Milliyet yazarı Abbas Güçlü, milletvekilli adaylığı için istifa eden rektörlerin hemen ardından hızlı şekilde rektör seçimi yapılmasıyla ilgili, “YÖK ve üniversitelerin, sanki onlardan kurtulduk oh dercesine alelacele seçime gitmeleri çok manidar” diye yazdı.
Üniversitelerdeki rektörlük seçiminin “zaten bir anlamı olmadığını” belirten Güçlü, istifaların ardından propagandaya bile fırsat verilmemesinin seçimleri iyice ayağa düşürdüğünü ifade etti.
Abbas Güçlü’nün Milliyet’te “Bu ne acele?” başlığıyla yayımlanan (4 Şubat 2015) yazısı şöyle:
Üniversitelerde meğerse siyasete meraklı ne kadar çok rektör, dekan, hoca varmış.

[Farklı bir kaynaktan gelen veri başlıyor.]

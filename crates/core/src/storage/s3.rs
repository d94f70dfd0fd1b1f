//! S3-backed storage gateway.

use async_trait::async_trait;
use aws_config::meta::region::RegionProviderChain;
use aws_config::{BehaviorVersion, Region};
use aws_sdk_s3::error::DisplayErrorContext;
use aws_sdk_s3::primitives::ByteStream;
use aws_sdk_s3::Client;
use std::path::Path;
use std::time::Instant;
use tokio::io::AsyncWriteExt;
use tracing::{debug, info};

use super::config::S3Config;
use super::error::StorageError;
use super::traits::StorageGateway;

/// Gateway that downloads from one bucket and uploads to another.
#[derive(Clone)]
pub struct S3Gateway {
    client: Client,
    source_bucket: String,
    destination_bucket: String,
}

impl S3Gateway {
    /// Builds a client from the default AWS credential chain.
    pub async fn new(config: &S3Config) -> Result<Self, StorageError> {
        if config.source_bucket.is_empty() || config.destination_bucket.is_empty() {
            return Err(StorageError::Config(
                "source_bucket and destination_bucket are required".to_string(),
            ));
        }

        let region_provider = RegionProviderChain::first_try(config.region.clone().map(Region::new))
            .or_default_provider()
            .or_else(Region::new("us-east-1"));

        let sdk_config = aws_config::defaults(BehaviorVersion::latest())
            .region(region_provider)
            .load()
            .await;

        let mut builder = aws_sdk_s3::config::Builder::from(&sdk_config);
        if let Some(ref endpoint) = config.endpoint_url {
            // S3-compatible providers need path-style addressing
            builder = builder.endpoint_url(endpoint).force_path_style(true);
        }

        info!(
            "S3 gateway ready (source: {}, destination: {})",
            config.source_bucket, config.destination_bucket
        );

        Ok(Self::from_client(
            Client::from_conf(builder.build()),
            config.source_bucket.clone(),
            config.destination_bucket.clone(),
        ))
    }

    /// Wraps an existing client.
    pub fn from_client(client: Client, source_bucket: String, destination_bucket: String) -> Self {
        Self {
            client,
            source_bucket,
            destination_bucket,
        }
    }
}

#[async_trait]
impl StorageGateway for S3Gateway {
    fn name(&self) -> &str {
        "s3"
    }

    async fn download(&self, source_key: &str, dest: &Path) -> Result<(), StorageError> {
        let start = Instant::now();

        let output = self
            .client
            .get_object()
            .bucket(&self.source_bucket)
            .key(source_key)
            .send()
            .await
            .map_err(|e| {
                if e.as_service_error().is_some_and(|se| se.is_no_such_key()) {
                    StorageError::NotFound {
                        key: source_key.to_string(),
                    }
                } else {
                    StorageError::download_failed(source_key, DisplayErrorContext(&e))
                }
            })?;

        let mut file = tokio::fs::OpenOptions::new()
            .write(true)
            .truncate(true)
            .open(dest)
            .await?;

        let mut body = output.body;
        let mut bytes_written = 0u64;
        while let Some(chunk) = body
            .try_next()
            .await
            .map_err(|e| StorageError::download_failed(source_key, e))?
        {
            file.write_all(&chunk).await?;
            bytes_written += chunk.len() as u64;
        }
        file.flush().await?;

        debug!(
            "Downloaded s3://{}/{} ({} bytes) in {:?}",
            self.source_bucket,
            source_key,
            bytes_written,
            start.elapsed()
        );

        Ok(())
    }

    async fn upload(
        &self,
        local: &Path,
        destination_key: &str,
        content_type: &str,
    ) -> Result<(), StorageError> {
        let body = ByteStream::from_path(local)
            .await
            .map_err(|e| StorageError::upload_failed(destination_key, e))?;

        self.client
            .put_object()
            .bucket(&self.destination_bucket)
            .key(destination_key)
            .body(body)
            .content_type(content_type)
            .send()
            .await
            .map_err(|e| StorageError::upload_failed(destination_key, DisplayErrorContext(&e)))?;

        debug!(
            "Uploaded {:?} to s3://{}/{}",
            local, self.destination_bucket, destination_key
        );

        Ok(())
    }

    async fn exists(&self, destination_key: &str) -> Result<bool, StorageError> {
        match self
            .client
            .head_object()
            .bucket(&self.destination_bucket)
            .key(destination_key)
            .send()
            .await
        {
            Ok(_) => Ok(true),
            Err(e) if e.as_service_error().is_some_and(|se| se.is_not_found()) => Ok(false),
            Err(e) => Err(StorageError::lookup_failed(
                destination_key,
                DisplayErrorContext(&e),
            )),
        }
    }

    async fn delete(&self, destination_key: &str) -> Result<(), StorageError> {
        self.client
            .delete_object()
            .bucket(&self.destination_bucket)
            .key(destination_key)
            .send()
            .await
            .map_err(|e| StorageError::delete_failed(destination_key, DisplayErrorContext(&e)))?;

        Ok(())
    }
}
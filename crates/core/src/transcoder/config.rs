//! Transcoder configuration.

use serde::{Deserialize, Serialize};
use std::path::PathBuf;

/// Configuration for the transcode orchestrator.
#[derive(Debug, Clone, Serialize, Deserialize)]
pub struct TranscoderConfig {
    /// Root directory for job scratch workspaces.
    /// Each job creates and removes its own `video-*` file and `transcoded-*` directory here.
    #[serde(default = "default_scratch_dir")]
    pub scratch_dir: PathBuf,

    /// Maximum jobs running at once (0 = unlimited).
    /// Further requests wait for a free slot.
    #[serde(default)]
    pub max_concurrent_jobs: usize,

    /// Delete objects a failed or cancelled job created.
    /// Keys that existed before the job started are never deleted.
    #[serde(default = "default_rollback")]
    pub rollback_on_failure: bool,
}

fn default_scratch_dir() -> PathBuf {
    std::env::temp_dir()
}

fn default_rollback() -> bool {
    true
}

impl Default for TranscoderConfig {
    fn default() -> Self {
        Self {
            scratch_dir: default_scratch_dir(),
            max_concurrent_jobs: 0,
            rollback_on_failure: default_rollback(),
        }
    }
}

impl TranscoderConfig {
    /// Sets the scratch directory.
    pub fn with_scratch_dir(mut self, scratch_dir: impl Into<PathBuf>) -> Self {
        self.scratch_dir = scratch_dir.into();
        self
    }

    /// Sets the job concurrency limit.
    pub fn with_max_concurrent_jobs(mut self, max: usize) -> Self {
        self.max_concurrent_jobs = max;
        self
    }

    /// Enables or disables rollback of uploads on failure.
    pub fn with_rollback(mut self, enabled: bool) -> Self {
        self.rollback_on_failure = enabled;
        self
    }
}
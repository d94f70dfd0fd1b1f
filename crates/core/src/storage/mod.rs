//! Object storage gateway.
//!
//! The [`StorageGateway`] trait downloads source objects into local scratch
//! files and uploads rendition files to the destination store. Two
//! implementations are provided:
//!
//! - [`S3Gateway`]: two S3 buckets (or an S3-compatible service)
//! - [`FsGateway`]: two local directories, for development and tests
//!
//! The [`keys`] submodule owns the destination key layout.

mod config;
mod error;
mod fs;
pub mod keys;
mod s3;
mod traits;

use std::sync::Arc;

pub use config::{LocalStorageConfig, S3Config, StorageBackend, StorageConfig};
pub use error::StorageError;
pub use fs::FsGateway;
pub use keys::DestinationKeys;
pub use s3::S3Gateway;
pub use traits::StorageGateway;

/// Builds the gateway selected by `config`.
pub async fn create_gateway(config: &StorageConfig) -> Result<Arc<dyn StorageGateway>, StorageError> {
    match config.backend {
        StorageBackend::S3 => {
            let s3 = config.s3.as_ref().ok_or_else(|| {
                StorageError::Config("backend \"s3\" selected but [storage.s3] is missing".to_string())
            })?;
            Ok(Arc::new(S3Gateway::new(s3).await?))
        }
        StorageBackend::Local => {
            let local = config.local.as_ref().ok_or_else(|| {
                StorageError::Config(
                    "backend \"local\" selected but [storage.local] is missing".to_string(),
                )
            })?;
            Ok(Arc::new(FsGateway::from_config(local)))
        }
    }
}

Milletvekilliği için koşa koşa Ankara’ya gittiler.
Yolları ve bahtları açık olsun.
En azından bir bölümü, kendisini fazlasıyla kanıtlamış durumda.
Siyasete de ülkeye de önemli kazanımlar sağlayabilirler.
YÖK ve üniversitelerin, sanki onlardan kurtulduk oh dercesine alelacele seçime gitmeleri çok manidar.
Bazı üniversitelerde seçim için üç günlük bir propaganda zamanı bile vermediler.
Koskoca İstanbul Üniversitesi’ne bile bir haftalık süre verildi.
Adaylar ne zaman kendilerini tanıtacak, ne zaman kitlelere ulaşacaklar?
Üniversitelerdeki seçimlerin zaten hiçbir anlamı yoktu, bu haliyle iyice ayağa düştü.
Çünkü seçim demeye bin şahit ister...
Yasalar da karmakarışık.
Örneğin kamu görevlileri, eğer seçilemezlerse, eski görevlerine geri dönüyorlar. Bu rektörlerden bazıları seçilemezse ne olacak?
Yeni rektöre, sen git ben geldim mi diyecek?
Bir başka ayrıntı da 6 aylık vekalet süresi varken, niye bu kadar hızlı seçim yapıldığı?..
YÖK’ün yeni Patronu Yekta Saraç’ın eminim ki bir bildiği vardır. Umarız bunu kamuoyu ile de paylaşır. Bugüne kadar yaptığı iyi işlere gölge düşürmez.
Yoksa öküzün altında buzağı arayan çok olur!.